Когда-то я мечтала дожить до двухтысячного года, то есть до семидесятисемилетия. Сейчас у меня другая цель — встретить своё столетие. Одна из моих тёть прожила сто лет и три недели. Так что наследственность позволяет мне надеяться. Человек вполне может дожить и до ста двадцати лет — лично я знаю такие примеры.
— А я общалась даже с несколькими фронтовиками, разменявшими столетний возраст. Это люди, которые прошли через очень многое!
— Видите, как получается: те, кто через многое прошёл, они и живут!
— Ольга Борисовна, как вы воспринимаете сегодняшнее время?
— Оно коммерческое, а значит не щадящее ни науку, ни культуру, ни искусство.
— Раньше времена были лучше?
— Не дай бог жить вам в прежние времена, Светлана! Когда я ещё училась в школе, у нас за один только год сменились восемь (!) учителей английского языка. Они не увольнялись из школы по собственному желанию. Они просто исчезали. Догадайтесь, почему. А сколько людей преследовали по национальному признаку, сколько было войн с космополитами, с врагами народа. И самое страшное помню: это страх. Он витал в воздухе.
— За что вам страшнее всего сейчас?
— За русский язык. Он претерпевает катастрофу. Не могу выносить того факта, что мат перестал быть табуированным явлением. Мат уже не примета конфликта или даже примитивного общения, он превратился ещё и в заполнителя пауз. Всё меньше людей, кого он удручает, оскорбляет, шокирует. Мат стал обыденностью, тривиальностью. В это — понимаю — трудно сейчас поверить, но до 1946 года я ни разу не слышала матерных слов. А я ведь не только в университетских стенах и в своём домашнем кругу из семьи интеллигентных, опекавших меня взрослых пребывала. Я ходила по улицам! По всему городу. В том числе во время войны, когда нервы были у всех на пределе. Но мат тем не менее не звучал!

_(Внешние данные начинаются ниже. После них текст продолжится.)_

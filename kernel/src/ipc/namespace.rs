//! Linux-compatible Namespaces
//!
//! Namespaces provide isolation for system resources between processes:
//! - PID namespace: Isolate process IDs
//! - Mount namespace: Isolate filesystem mounts
//! - Network namespace: Isolate network stack
//! - UTS namespace: Isolate hostname/domainname
//! - IPC namespace: Isolate System V IPC/POSIX message queues
//! - User namespace: Isolate UIDs/GIDs
//! - Cgroup namespace: Isolate cgroup root
//!
//! Each namespace type has its own ID and can be created via clone() or unshare().

extern crate alloc;

use alloc::collections::BTreeMap;
use alloc::string::String;
use alloc::sync::Arc;
use alloc::vec::Vec;
use core::sync::atomic::{AtomicU64, Ordering};

use crate::sync::IrqSafeMutex;
use crate::util::{KError, KResult};

/// Namespace types (flags for clone/unshare)
pub mod flags {
    pub const CLONE_NEWNS: u64 = 0x00020000;     // Mount namespace
    pub const CLONE_NEWUTS: u64 = 0x04000000;    // UTS namespace
    pub const CLONE_NEWIPC: u64 = 0x08000000;    // IPC namespace
    pub const CLONE_NEWUSER: u64 = 0x10000000;   // User namespace
    pub const CLONE_NEWPID: u64 = 0x20000000;    // PID namespace
    pub const CLONE_NEWNET: u64 = 0x40000000;    // Network namespace
    pub const CLONE_NEWCGROUP: u64 = 0x02000000; // Cgroup namespace

    /// All namespace flags
    pub const CLONE_NEWNS_ALL: u64 = CLONE_NEWNS | CLONE_NEWUTS | CLONE_NEWIPC |
                                     CLONE_NEWUSER | CLONE_NEWPID | CLONE_NEWNET |
                                     CLONE_NEWCGROUP;
}

/// Namespace types
#[derive(Debug, Clone, Copy, PartialEq, Eq, Hash)]
pub enum NamespaceType {
    Mount,      // Filesystem mounts
    Uts,        // Hostname and domain name
    Ipc,        // System V IPC, POSIX message queues
    User,       // User and group IDs
    Pid,        // Process IDs
    Net,        // Network devices, stacks, ports
    Cgroup,     // Cgroup root directory
}

impl NamespaceType {
    /// Convert from clone flag to namespace type
    pub fn from_flag(flag: u64) -> Option<Self> {
        match flag {
            flags::CLONE_NEWNS => Some(NamespaceType::Mount),
            flags::CLONE_NEWUTS => Some(NamespaceType::Uts),
            flags::CLONE_NEWIPC => Some(NamespaceType::Ipc),
            flags::CLONE_NEWUSER => Some(NamespaceType::User),
            flags::CLONE_NEWPID => Some(NamespaceType::Pid),
            flags::CLONE_NEWNET => Some(NamespaceType::Net),
            flags::CLONE_NEWCGROUP => Some(NamespaceType::Cgroup),
            _ => None,
        }
    }

    /// Get the clone flag for this namespace type
    pub fn to_flag(&self) -> u64 {
        match self {
            NamespaceType::Mount => flags::CLONE_NEWNS,
            NamespaceType::Uts => flags::CLONE_NEWUTS,
            NamespaceType::Ipc => flags::CLONE_NEWIPC,
            NamespaceType::User => flags::CLONE_NEWUSER,
            NamespaceType::Pid => flags::CLONE_NEWPID,
            NamespaceType::Net => flags::CLONE_NEWNET,
            NamespaceType::Cgroup => flags::CLONE_NEWCGROUP,
        }
    }

    /// Get the /proc/pid/ns link name
    pub fn proc_name(&self) -> &'static str {
        match self {
            NamespaceType::Mount => "mnt",
            NamespaceType::Uts => "uts",
            NamespaceType::Ipc => "ipc",
            NamespaceType::User => "user",
            NamespaceType::Pid => "pid",
            NamespaceType::Net => "net",
            NamespaceType::Cgroup => "cgroup",
        }
    }
}

/// Namespace ID counter
static NAMESPACE_ID_COUNTER: AtomicU64 = AtomicU64::new(1);

/// Generate a new unique namespace ID
fn next_namespace_id() -> u64 {
    NAMESPACE_ID_COUNTER.fetch_add(1, Ordering::SeqCst)
}

/// PID namespace data
#[derive(Debug)]
pub struct PidNamespace {
    pub id: u64,
    /// Parent PID namespace (None for root)
    pub parent: Option<Arc<PidNamespace>>,
    /// Depth (root = 0)
    pub level: u32,
    /// Next PID to allocate in this namespace
    next_pid: AtomicU64,
    /// PID 1 process in this namespace (init)
    pub init_pid: u64,
}

impl PidNamespace {
    pub fn new(parent: Option<Arc<PidNamespace>>) -> Arc<Self> {
        let level = parent.as_ref().map(|p| p.level + 1).unwrap_or(0);
        Arc::new(Self {
            id: next_namespace_id(),
            parent,
            level,
            next_pid: AtomicU64::new(1),
            init_pid: 0,
        })
    }

    /// Allocate a new PID in this namespace
    pub fn alloc_pid(&self) -> u64 {
        self.next_pid.fetch_add(1, Ordering::SeqCst)
    }

    /// Check if a global PID is visible in this namespace
    pub fn is_pid_visible(&self, _global_pid: u64) -> bool {
        // In a full implementation, we'd track which PIDs belong to which namespace
        true
    }

    /// Translate global PID to namespace-local PID
    pub fn translate_pid(&self, _global_pid: u64) -> Option<u64> {
        // In a full implementation, this would look up the mapping
        Some(_global_pid)
    }
}

/// UTS namespace data (hostname/domainname)
#[derive(Debug, Clone)]
pub struct UtsNamespace {
    pub id: u64,
    pub hostname: String,
    pub domainname: String,
    pub sysname: String,
    pub release: String,
    pub version: String,
    pub machine: String,
}

impl UtsNamespace {
    pub fn new() -> Arc<IrqSafeMutex<Self>> {
        Arc::new(IrqSafeMutex::new(Self {
            id: next_namespace_id(),
            hostname: String::from("stenzel"),
            domainname: String::new(),
            sysname: String::from("Stenzel OS"),
            release: String::from("0.1.0"),
            version: String::from("#1 SMP"),
            machine: String::from("x86_64"),
        }))
    }

    pub fn clone_ns(&self) -> Self {
        Self {
            id: next_namespace_id(),
            hostname: self.hostname.clone(),
            domainname: self.domainname.clone(),
            sysname: self.sysname.clone(),
            release: self.release.clone(),
            version: self.version.clone(),
            machine: self.machine.clone(),
        }
    }
}

/// IPC namespace data
#[derive(Debug)]
pub struct IpcNamespace {
    pub id: u64,
    /// Shared memory segments
    pub shm_segments: BTreeMap<u64, IpcShmSegment>,
    /// Semaphore sets
    pub sem_sets: BTreeMap<u64, IpcSemSet>,
    /// Message queues
    pub msg_queues: BTreeMap<u64, IpcMsgQueue>,
    /// Next key to allocate
    next_key: AtomicU64,
}

#[derive(Debug, Clone)]
pub struct IpcShmSegment {
    pub key: u64,
    pub size: usize,
    pub perm: u32,
    pub owner_uid: u32,
}

#[derive(Debug, Clone)]
pub struct IpcSemSet {
    pub key: u64,
    pub num_sems: u32,
    pub perm: u32,
}

#[derive(Debug, Clone)]
pub struct IpcMsgQueue {
    pub key: u64,
    pub max_size: usize,
    pub perm: u32,
}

Нет, на заборе эти слова, конечно, существовали, но в речь они не пробирались! Подзаборная лексика знала своё место! А сейчас поганые слова стали едва ли не нормой русского языка — и разговорного, и письменного!
Про сленг я уже не хочу ничего говорить! Слова «клёво», «прикольно», «круто» — тот словесный мусор, который летает во время разговоров даже весьма достойных людей.
— Что особенно высоко вы в жизни цените?
— Разномыслие. Во время войны, то есть в период государственного, политически-общественного, официозного единомыслия на территории СГУ преподавали педагоги из Ленинградского университета. Эвакуация Ленинградского университета в Саратов стала, на мой взгляд, лучшим подарком для всех нас — и тогдашних преподавателей, и студентов. Лекции читали потрясающие личности! Мы, студенты, бегали слушать лекции разных педагогов, и это стало драгоценным интеллектуальным опытом. Например, лекции о ЖУКОВСКОМ подарили лично мне трёх разных Жуковских! Только разномыслие, царящее в атмосфере жизни и обучения, разномыслие, а значит, возможность мыслить самостоятельно, а не так, как обязывают учителя, родители, шеф, партия, строй, руководство, дарит человеку мыслительную энергию и желание самостоятельно думать, развиваться, расти.